Changer mais pour que tout reste pareil quoique porté à un stade catastrophique supérieur où la belle ivraie vaut l’insipide bon grain, où l’ersatz se pare des qualités du produit princeps. Un stade où il est indifférent que le public vote avec ses pieds en désertant les musées ou qu’il promène son manque à être dans des expositions-phares parce qu’il y a été requis au moyen de campagnes médiatiques invasives dont les multiples relayeurs profitent du chloroformage en même temps qu’ils l’administrent.

Il n’est cependant dormeur qu’il ne faille de temps à autre éveiller même si c’est pour lui donner l’illusion qu’il rêve. Brouiller de ce point de vue la frontière de l’état vigile et du sommeil est le plus sûr moyen de replonger à volonté le sujet dans le coma. Ce n’est donc pas l’art brut qui ressemble à l’art contemporain.
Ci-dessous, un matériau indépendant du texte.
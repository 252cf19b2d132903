use anyhow::Result;
use drinkmix_core::BlockPos;
use drinkmix_world::MIX_DURATION;
use serde::{Deserialize, Serialize};
use std::{
    fs,
    path::{Path, PathBuf},
};
use tracing::warn;

pub const DEFAULT_CONFIG_PATH: &str = "config/drinkmix.toml";

#[derive(Debug, Clone, PartialEq, Deserialize, Serialize)]
#[serde(default)]
pub struct MixerConfig {
    /// Block position of the mixer, `[x, y, z]`.
    pub position: [i32; 3],
    /// Upper bound on ticks simulated per session.
    pub max_ticks: u32,
    /// Drink pack to load instead of the built-in one.
    pub pack: Option<PathBuf>,
    /// Where the mixer record is saved between sessions.
    pub state_path: PathBuf,
}

impl Default for MixerConfig {
    fn default() -> Self {
        Self {
            position: [0, 64, 0],
            // A full mix plus a second of slack
            max_ticks: MIX_DURATION + 20,
            pack: None,
            state_path: PathBuf::from("saves/mixer.json"),
        }
    }
}

impl MixerConfig {
    pub fn block_pos(&self) -> BlockPos {
        let [x, y, z] = self.position;
        BlockPos::new(x, y, z)
    }

    /// Load configuration from an explicit path, falling back to defaults on errors.
    pub fn load_from_path(path: &Path) -> Self {
        match fs::read_to_string(path) {
            Ok(contents) => match toml::from_str::<MixerConfig>(&contents) {
                Ok(cfg) => cfg,
                Err(err) => {
                    warn!("Failed to parse {}: {err}. Using defaults", path.display());
                    MixerConfig::default()
                }
            },
            Err(err) => {
                if path != Path::new(DEFAULT_CONFIG_PATH)
                    || err.kind() != std::io::ErrorKind::NotFound
                {
                    warn!("Failed to read {}: {err}. Using defaults", path.display());
                }
                MixerConfig::default()
            }
        }
    }

    /// Save configuration to an explicit path.
    pub fn save_to_path(&self, path: &Path) -> Result<()> {
        let toml = toml::to_string_pretty(self)?;
        if let Some(parent) = path.parent() {
            fs::create_dir_all(parent)?;
        }
        fs::write(path, toml)?;
        Ok(())
    }
}

#[cfg(test)]
mod tests {
    use super::*;

    fn temp_path(name: &str) -> PathBuf {
        std::env::temp_dir().join(format!("drinkmix-config-{}-{name}", std::process::id()))
    }

    #[test]
    fn missing_file_uses_defaults() {
        let cfg = MixerConfig::load_from_path(&temp_path("missing.toml"));
        assert_eq!(cfg, MixerConfig::default());
    }

    #[test]
    fn partial_file_keeps_defaults() {
        let path = temp_path("partial.toml");
        fs::write(&path, "position = [5, 70, -2]\n").unwrap();
        let cfg = MixerConfig::load_from_path(&path);
        assert_eq!(cfg.block_pos(), BlockPos::new(5, 70, -2));
        assert_eq!(cfg.max_ticks, MIX_DURATION + 20);
        let _ = fs::remove_file(&path);
    }

    #[test]
    fn invalid_file_uses_defaults() {
        let path = temp_path("invalid.toml");
        fs::write(&path, "max_ticks = \"lots\"\n").unwrap();
        assert_eq!(MixerConfig::load_from_path(&path), MixerConfig::default());
        let _ = fs::remove_file(&path);
    }

    #[test]
    fn save_roundtrip() {
        let path = temp_path("saved.toml");
        let cfg = MixerConfig {
            position: [1, 2, 3],
            max_ticks: 200,
            pack: Some(PathBuf::from("packs/custom.json")),
            state_path: PathBuf::from("state.json"),
        };
        cfg.save_to_path(&path).unwrap();
        assert_eq!(MixerConfig::load_from_path(&path), cfg);
        let _ = fs::remove_file(&path);
    }
}
#![warn(missing_docs)]
//! Drink pack schema + loading into ingredient tables and recipe registries.

mod loader;

pub use loader::{default_registry, registry_from_file, registry_from_pack, registry_from_str};

use drinkmix_core::RegistryKeyError;
use drinkmix_world::RecipeError;
use serde::Deserialize;
use std::collections::BTreeMap;
use thiserror::Error;

/// Built-in tropical drink pack.
pub const DEFAULT_PACK: &str = include_str!("../packs/tropical.json");

/// Top-level drink pack document.
#[derive(Debug, Deserialize)]
pub struct DrinkPack {
    /// Item key of the cocktail produced by the mixer.
    pub cocktail_item: String,
    /// Leftover container per item key.
    #[serde(default)]
    pub containers: BTreeMap<String, String>,
    /// Recognized ingredients.
    pub ingredients: Vec<IngredientDefinition>,
    /// Named drinks and their recipes.
    #[serde(default)]
    pub drinks: Vec<DrinkDefinition>,
}

/// One ingredient entry.
#[derive(Debug, Deserialize)]
pub struct IngredientDefinition {
    /// Stable numeric id.
    pub id: u16,
    /// Short name, referenced by drink recipes (e.g. "lime").
    pub name: String,
    /// Item key that counts as this ingredient.
    pub item: String,
    /// Item damage value to match.
    #[serde(default)]
    pub damage: u16,
    /// Colour as `#rrggbb`.
    pub color: String,
    /// Base ingredient flag.
    #[serde(default)]
    pub primary: bool,
}

/// One drink entry with its recipe.
#[derive(Debug, Deserialize)]
pub struct DrinkDefinition {
    /// Stable drink id (non-zero).
    pub id: u8,
    /// Short name (e.g. "pina_colada").
    pub name: String,
    /// Colour as `#rrggbb`.
    pub color: String,
    /// Ingredient names.
    pub ingredients: Vec<String>,
}

/// Errors emitted during pack loading.
#[derive(Debug, Error)]
pub enum AssetError {
    /// Wrap IO errors when reading packs.
    #[error("failed to read drink pack: {0}")]
    Io(#[from] std::io::Error),
    /// Wrap serde parsing issues.
    #[error("failed to parse drink pack: {0}")]
    Parse(#[from] serde_json::Error),
    /// An item or name was not a valid registry key.
    #[error("invalid key in drink pack: {0}")]
    Key(#[from] RegistryKeyError),
    /// Ingredient or recipe validation failed.
    #[error("invalid drink registry: {0}")]
    Registry(#[from] RecipeError),
    /// Any other semantic problem.
    #[error("invalid drink pack: {0}")]
    Invalid(String),
}

/// Parse a JSON string into a drink pack.
pub fn load_pack_from_str(input: &str) -> Result<DrinkPack, AssetError> {
    Ok(serde_json::from_str(input)?)
}
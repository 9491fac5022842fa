use serde::{Deserialize, Serialize};

/// 后端错误响应格式，message 字段可选
#[derive(Debug, Default, Serialize, Deserialize)]
pub struct ApiErrorBody {
    #[serde(default)]
    pub message: Option<String>,
}
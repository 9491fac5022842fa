use crate::{
    models::notification::Notification,
    services::{
        api::report_error, notification::NotificationService, session::SharedSessionStore,
    },
    utils::pagination::Paginator,
    views::{list_state::ListState, ViewResult},
};
use parking_lot::Mutex;
use std::sync::Arc;
use tracing::debug;

/// 通知列表（无限滚动）
#[derive(Clone)]
pub struct NotificationsView {
    service: NotificationService,
    session: SharedSessionStore,
    pager: Arc<Mutex<Paginator>>,
    state: ListState<Notification>,
}

impl NotificationsView {
    pub fn new(service: NotificationService, session: SharedSessionStore, per_page: usize) -> Self {
        Self {
            service,
            session,
            pager: Arc::new(Mutex::new(Paginator::new(per_page))),
            state: ListState::new(),
        }
    }

    pub fn state(&self) -> &ListState<Notification> {
        &self.state
    }

    pub fn has_more(&self) -> bool {
        self.pager.lock().has_more()
    }

    pub fn unread_count(&self) -> usize {
        self.state.items().iter().filter(|n| !n.read).count()
    }

    /// 加载下一页；返回的条数少于每页大小后不再加载，
    /// 上一页仍在加载时返回 false 且不发请求
    pub async fn load_more(&self) -> ViewResult<bool> {
        let Some(query) = self.pager.lock().begin() else {
            return Ok(false);
        };

        let ticket = self.state.scope().ticket();
        self.state.set_loading(true);
        let result = self.service.list(query.page).await;
        if !ticket.is_current() {
            debug!("Discarding notifications page {}: view left", query.page);
            self.pager.lock().abort();
            return Ok(false);
        }
        self.state.set_loading(false);

        match result {
            Ok(notifications) => {
                let received = notifications.len();
                self.state.extend(notifications);
                self.pager.lock().record_page(received);
                Ok(true)
            }
            Err(e) => {
                self.pager.lock().abort();
                let display = report_error(self.session.as_ref(), &e);
                self.state.set_error(Some(display.clone()));
                Err(display)
            }
        }
    }

    pub async fn mark_read(&self, id: i64) -> ViewResult<()> {
        self.set_read(id, true).await
    }

    pub async fn mark_unread(&self, id: i64) -> ViewResult<()> {
        self.set_read(id, false).await
    }

    async fn set_read(&self, id: i64, read: bool) -> ViewResult<()> {
        match self.service.set_read(id, read).await {
            Ok(()) => {
                self.state.update(id, |n| n.read = read);
                Ok(())
            }
            Err(e) => {
                let display = report_error(self.session.as_ref(), &e);
                self.state.set_error(Some(display.clone()));
                Err(display)
            }
        }
    }

    pub fn leave(&self) {
        self.state.leave();
    }
}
C’est l’art contemporain qui se met à se frotter à l’art brut après avoir longtemps essayé de l’ignorer, de le nier ou de le prétendre défunt.

Ce n’est pas qu’une question de  ressourcement ou de vampirisme. «L’art contemporain» (entre guillemets) se dévalorise lui-même si vite que ses représentants, ses administrateurs, ses négociants ou ses thuriféraires ont un besoin vital de propager l’illusion que plus rien ne le sépare de l’art brut, c’est à dire de l’art le plus authentique qui soit, de l’art pur (ou presque pur) de toutes incidences autres que les siennes mêmes.

La théorie du «tout est équivalent» n’est pas seulement un effet du marché qui ne supporterait pas de hiérarchie entre des marchandises sous peine de mévente pour certaines. C’est un réflexe de survie, le symptôme d’une panique déguisée en triomphalisme devant l’évidence d’une baisse tendancielle de l’inventivité «contemporaine». L’art contemporain qui, par provocation dédaigneuse ou simple snobisme, s’est souvent réclamé du rien s’y trouve à la fin si aspiré qu’il en prend vertige. S’accrocher à ce qui donne des signes évidents de stabilité et de qualité lui devient alors nécessaire. Le rocher de l’art brut pourquoi s’en priverait-il? Quitte à le transformer en éponge, il en a besoin. Raison pour laquelle on cherche à nous faire avaler la pilule d’un soit-disant art brut mâtiné «contemporain», résultant, non d’un métissage régénérateur mais d’une hybridation technologiquement programmée pour sauver les meubles et sans plus de saveur que ces fruits calibrés qu’on nous vend maintenant sur Internet aussi bien que dans les supermarchés.